Практически с этой же целью в Гельсингфорс был командирован и руководитель советского направления польской разведки майор М. Таликовский. Персонально для него это уже был, как минимум, третий удар со стороны нашей контрразведки. Я имею в виду провал подконтрольных полякам организаций «Центр Действия» (операция «Синдикат-1»), савинковского «Народного союза защиты родины и свободы» («Крот» и «Синдикат-2») и вот теперь МОЦР. Войцеховский как агент (псевдоним «Петровский»), находившийся на связи у Таликовского, знал от него и позднее вспоминал, что в Финляндии произошел конфликт между польским разведчиком и Кутеповым. Генерал пытался упрекать представителя 2-го отдела ПГШ в безоглядном доверии «Тресту», что якобы влияло и на доброжелательное отношение к МОЦР со стороны эмигрантов-монархистов. Таликовский отвергал все обвинения. Как бы там ни было, но через непродолжительное время после возвращения в Варшаву Таликовский вынужден был покинуть свой пост, который занимал с 1922 г. По некоторым сведениям, ушел с занимаемой должности и начальник Разведывательного отделения 2-го отдела ПГШ майор Работницкий.

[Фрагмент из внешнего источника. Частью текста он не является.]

//! Obligation registry
//!
//! Holds the obligations declared for each function and checks calls
//! against them.

use rayon::prelude::*;
use rustc_hash::FxHashMap;
use tracing::{debug, trace, warn};

use covenant_core::Value;

use crate::config::ContractsConfig;
use crate::errors::{ContractError, ContractResult};
use crate::obligation::Obligation;
use crate::violation::{ObligationViolation, Plaintiff};

/// One call to check: a function name and its positional arguments
#[derive(Debug, Clone, PartialEq)]
pub struct Call {
    pub function: String,
    pub arguments: Vec<Value>,
}

impl Call {
    pub fn new(function: impl Into<String>, arguments: Vec<Value>) -> Self {
        Self {
            function: function.into(),
            arguments,
        }
    }
}

/// Obligations keyed by function name
#[derive(Debug, Default)]
pub struct ObligationRegistry {
    obligations: FxHashMap<String, Vec<Obligation>>,
    config: ContractsConfig,
}

impl ObligationRegistry {
    pub fn new() -> Self {
        Self::default()
    }

    pub fn with_config(config: ContractsConfig) -> Self {
        Self {
            obligations: FxHashMap::default(),
            config,
        }
    }

    pub fn config(&self) -> &ContractsConfig {
        &self.config
    }

    pub fn set_enabled(&mut self, enabled: bool) {
        self.config.enabled = enabled;
    }

    pub fn is_enabled(&self) -> bool {
        self.config.enabled
    }

    /// Register an obligation for a function. Returns false when an equal
    /// obligation is already registered for it.
    pub fn register(&mut self, function: impl Into<String>, obligation: Obligation) -> bool {
        let function = function.into();
        let obligations = self.obligations.entry(function.clone()).or_default();
        if obligations.contains(&obligation) {
            debug!(function = %function, rule = %obligation.rule(), "duplicate obligation ignored");
            return false;
        }
        debug!(function = %function, obligation = %obligation, "registered obligation");
        obligations.push(obligation);
        true
    }

    /// Obligations registered for a function, in registration order
    pub fn obligations(&self, function: &str) -> &[Obligation] {
        self.obligations
            .get(function)
            .map(Vec::as_slice)
            .unwrap_or(&[])
    }

    /// Number of functions with at least one obligation
    pub fn function_count(&self) -> usize {
        self.obligations.len()
    }

    pub fn clear(&mut self) {
        self.obligations.clear();
    }

    /// Check a call, stopping at the first broken obligation
    pub fn check_preconditions(&self, function: &str, arguments: &[Value]) -> ContractResult<()> {
        if !self.config.enabled {
            return Ok(());
        }
        trace!(function, arguments = arguments.len(), "checking preconditions");
        for obligation in self.obligations(function) {
            if let Err(violation) = self.check_one(function, obligation, arguments) {
                return Err(ContractError::Violation(violation));
            }
        }
        Ok(())
    }

    /// Check a call against every obligation, collecting all violations
    pub fn check_all(&self, function: &str, arguments: &[Value]) -> ContractResult<()> {
        let violations = self.violations(function, arguments);
        if violations.is_empty() {
            Ok(())
        } else {
            Err(ContractError::Violations(violations))
        }
    }

    /// Every violation a call produces, empty when checking is disabled
    pub fn violations(&self, function: &str, arguments: &[Value]) -> Vec<ObligationViolation> {
        if !self.config.enabled {
            return Vec::new();
        }
        self.obligations(function)
            .iter()
            .filter_map(|obligation| self.check_one(function, obligation, arguments).err())
            .collect()
    }

    /// Check many calls. Batches above the configured threshold are
    /// checked in parallel; results keep the order of `calls`.
    pub fn verify_batch(&self, calls: &[Call]) -> Vec<ContractResult<()>> {
        let check = |call: &Call| self.check_preconditions(&call.function, &call.arguments);
        if calls.len() > self.config.parallel_threshold {
            debug!(calls = calls.len(), "verifying batch in parallel");
            calls.par_iter().map(check).collect()
        } else {
            calls.iter().map(check).collect()
        }
    }

    fn check_one(
        &self,
        function: &str,
        obligation: &Obligation,
        arguments: &[Value],
    ) -> Result<(), ObligationViolation> {
        let result = obligation.check_with_limit(
            Plaintiff::named(function),
            arguments,
            self.config.evidence_length,
        );
        if let Err(violation) = &result {
            if self.config.log_violations {
                warn!(function, message = %violation, "contract violation");
            }
        }
        result
    }
}

#[cfg(test)]
#[path = "registry_tests.rs"]
mod tests;
//! Covenant contract system
//!
//! Preconditions on positional parameters. An obligation pairs a
//! [`ParameterSelector`] (which parameters) with a [`Rule`] (what they must
//! satisfy); checking a call either passes or yields an
//! [`ObligationViolation`] describing the offending arguments.
//!
//! ```
//! use covenant_contracts::{Obligation, Rule, Value, PARAMETER_1};
//!
//! let positive = Obligation::new(PARAMETER_1, Rule::greater_than(0));
//! assert!(positive.check(&"withdraw", &[Value::from(10)]).is_ok());
//!
//! let violation = positive.check(&"withdraw", &[Value::from(0)]).unwrap_err();
//! assert_eq!(violation.message(), "Parameter 1 is not greater than 0: [0] [list]");
//! ```

pub mod catalog;
pub mod config;
pub mod errors;
pub mod obligation;
pub mod registry;
pub mod rule;
pub mod selector;
pub mod typed;
pub mod violation;

pub use covenant_core::{Filter, FilterState, Value, ValueType};

pub use config::ContractsConfig;
pub use errors::{ContractError, ContractResult};
pub use obligation::{Contract, Obligation};
pub use registry::{Call, ObligationRegistry};
pub use rule::{NamedFilter, Rule};
pub use selector::{
    ParameterSelector, Positions, EVERY_PARAMETER, PARAMETER_1, PARAMETER_2, PARAMETER_3,
    PARAMETER_4, PARAMETER_5, PARAMETER_6, PARAMETER_7, PARAMETER_8, PARAMETER_9,
    PARAMETER_COUNT,
};
pub use typed::{
    MustBeGreaterThanZero, MustMatchPattern, MustNotBeNull, NotPositiveViolation, NullViolation,
    PatternMismatchViolation,
};
pub use violation::{BoundedDisplay, Cause, ObligationViolation, Plaintiff};
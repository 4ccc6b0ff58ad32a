//! Error types for covenant-core

use thiserror::Error;

#[derive(Error, Debug, Clone, PartialEq)]
pub enum Error {
    /// A leaf filter panicked while evaluating one value
    #[error("Filter panicked: {0}")]
    FilterPanicked(String),

    #[error("Type error: expected {expected}, got {actual}")]
    TypeMismatch {
        expected: &'static str,
        actual: &'static str,
    },

    #[error("Invalid pattern: {0}")]
    InvalidPattern(#[from] regex::Error),

    #[error("Invalid bounds: {0}")]
    InvalidBounds(String),
}

pub type Result<T> = std::result::Result<T, Error>;

#[cfg(test)]
#[path = "error_tests.rs"]
mod tests;
use criterion::{black_box, criterion_group, criterion_main, BenchmarkId, Criterion};
use covenant_contracts::catalog::{
    EVERY_PARAMETER_MUST_NOT_BE_NULL, NO_PARAMETER_MAY_BE_NULL,
    PARAMETER_1_MUST_BE_GREATER_THAN_ZERO,
};
use covenant_contracts::{Call, ContractsConfig, Obligation, ObligationRegistry, Rule, Value};

fn create_arguments(count: usize) -> Vec<Value> {
    (1..=count as i64).map(Value::Integer).collect()
}

fn benchmark_filter_parameters(c: &mut Criterion) {
    let mut group = c.benchmark_group("filter_parameters");

    for count in [1usize, 8, 32, 63] {
        let arguments = create_arguments(count);

        group.bench_with_input(
            BenchmarkId::new("parameter_1", count),
            &arguments,
            |b, arguments| {
                b.iter(|| PARAMETER_1_MUST_BE_GREATER_THAN_ZERO.filter_parameters(black_box(arguments)))
            },
        );
        group.bench_with_input(
            BenchmarkId::new("every_parameter", count),
            &arguments,
            |b, arguments| {
                b.iter(|| EVERY_PARAMETER_MUST_NOT_BE_NULL.filter_parameters(black_box(arguments)))
            },
        );
        group.bench_with_input(
            BenchmarkId::new("zero_bitmap", count),
            &arguments,
            |b, arguments| b.iter(|| NO_PARAMETER_MAY_BE_NULL.filter_parameters(black_box(arguments))),
        );
    }

    group.finish();
}

fn benchmark_violation(c: &mut Criterion) {
    let arguments = create_arguments(100);
    let obligation = Obligation::new(0x0001u64, Rule::greater_than(1000));

    c.bench_function("check_violation_100_arguments", |b| {
        b.iter(|| obligation.check(black_box(&"bench"), black_box(&arguments)))
    });
}

fn benchmark_verify_batch(c: &mut Criterion) {
    let mut group = c.benchmark_group("verify_batch");

    for threshold in [usize::MAX, 64] {
        let config = ContractsConfig {
            parallel_threshold: threshold,
            log_violations: false,
            ..ContractsConfig::default()
        };
        let mut registry = ObligationRegistry::with_config(config);
        registry.register("f", Obligation::new(0x0003u64, Rule::greater_than(0)));
        let calls: Vec<Call> = (0..1024)
            .map(|i| Call::new("f", vec![Value::Integer(i), Value::Integer(i % 7)]))
            .collect();

        let label = if threshold == usize::MAX { "sequential" } else { "parallel" };
        group.bench_function(label, |b| b.iter(|| registry.verify_batch(black_box(&calls))));
    }

    group.finish();
}

criterion_group!(
    benches,
    benchmark_filter_parameters,
    benchmark_violation,
    benchmark_verify_batch
);
criterion_main!(benches);
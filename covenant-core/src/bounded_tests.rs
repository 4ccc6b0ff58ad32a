use super::*;
use rustc_hash::FxHashMap;

const ALPHABET: &str = "abcdefghijklmnopqrstuvwxyz";

#[test]
fn test_short_scalars_are_untouched() {
    assert_eq!(render(&Value::Integer(42), 40), "42");
    assert_eq!(render(&Value::Nil, 40), "nil");
    assert_eq!(render(&Value::from("hello"), 40), "\"hello\"");
    assert_eq!(render(&Value::Char('x'), 40), "'x'");
}

#[test]
fn test_elide_keeps_head_and_tail() {
    assert_eq!(elide(ALPHABET, 10), "abcd...xyz");
    assert_eq!(elide(ALPHABET, 10).chars().count(), 10);
    assert_eq!(elide("abcdef", 3), "abc");
    assert_eq!(elide("abc", 10), "abc");
}

#[test]
fn test_zero_budget_is_unbounded() {
    assert_eq!(elide(ALPHABET, 0), ALPHABET);
    let list = Value::List((1..=30).map(Value::Integer).collect());
    assert_eq!(render(&list, 0), list.to_string());
}

#[test]
fn test_long_string_is_elided_inside_quotes() {
    let rendered = render(&Value::from(ALPHABET), 12);
    assert_eq!(rendered, "\"abcd...xyz\"");
}

#[test]
fn test_small_list_fits() {
    let list = Value::List(vec![Value::Integer(1), Value::Integer(2), Value::Integer(3)]);
    assert_eq!(render(&list, 40), "[1, 2, 3]");
    assert_eq!(render(&Value::List(vec![]), 40), "[]");
}

#[test]
fn test_large_list_is_truncated() {
    let list = Value::List((1..=100).map(Value::Integer).collect());
    assert_eq!(
        render(&list, 40),
        "[1, 2, 3, 4, 5, 6, 7, 8, ...(92 more)]"
    );
}

#[test]
fn test_remainder_marker_counts_against_budget() {
    let list = Value::List((0..10_000).map(Value::Integer).collect());
    let rendered = render(&list, DEFAULT_EVIDENCE_LENGTH);
    assert!(rendered.chars().count() <= DEFAULT_EVIDENCE_LENGTH);
    assert!(rendered.ends_with("more)]"));

    let tight = Value::List((1..=21).map(Value::Integer).collect());
    assert_eq!(render(&tight, 20), "[1, 2, ...(19 more)]");
    assert_eq!(render(&tight, 10), "[...(21 more)]");
}

#[test]
fn test_list_elements_are_capped() {
    let list = Value::List(vec![Value::from(ALPHABET)]);
    let rendered = render(&list, 200);
    assert!(rendered.starts_with("[\"abcdefgh"));
    assert!(rendered.contains("..."));
    assert!(rendered.chars().count() <= 2 + DEFAULT_ELEMENT_LENGTH);
}

#[test]
fn test_map_renders_sorted_entries() {
    let mut map = FxHashMap::default();
    map.insert("b".to_string(), Value::from("x"));
    map.insert("a".to_string(), Value::Integer(1));
    assert_eq!(render(&Value::Map(map), 40), "{a: 1, b: \"x\"}");
}

#[test]
fn test_render_default_uses_evidence_budget() {
    let list = Value::List((1..=100).map(Value::Integer).collect());
    assert_eq!(render_default(&list), render(&list, DEFAULT_EVIDENCE_LENGTH));
}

Несмотря на то, что глава 2-го отдела подполковник Т. Шетцель являлся одним из ближайших сподвижников Пилсудского, он смог продержаться на должности лишь полтора года и то, наверное, лишь потому, что осуществлял общее руководство сотрудничеством польской разведки с МОЦР всего пять последних месяцев.

После приведения указанных выше фактов вряд ли стоит подводить еще какие-то итоги реализации советской контрразведкой польской линии в рамках операции «Трест». Просто еще раз процитирую слова начальника 4-го отделения КРО ОГПУ в тот период В. Стырне из первого раздела подготовленного им обзора: «Особо важно отметить установление отношений с польской разведкой». К чему в итоге привело это «установление отношений», теперь известно. По польской линии был, несомненно, достигнут полный успех, реализовано большинство из намеченных мероприятий.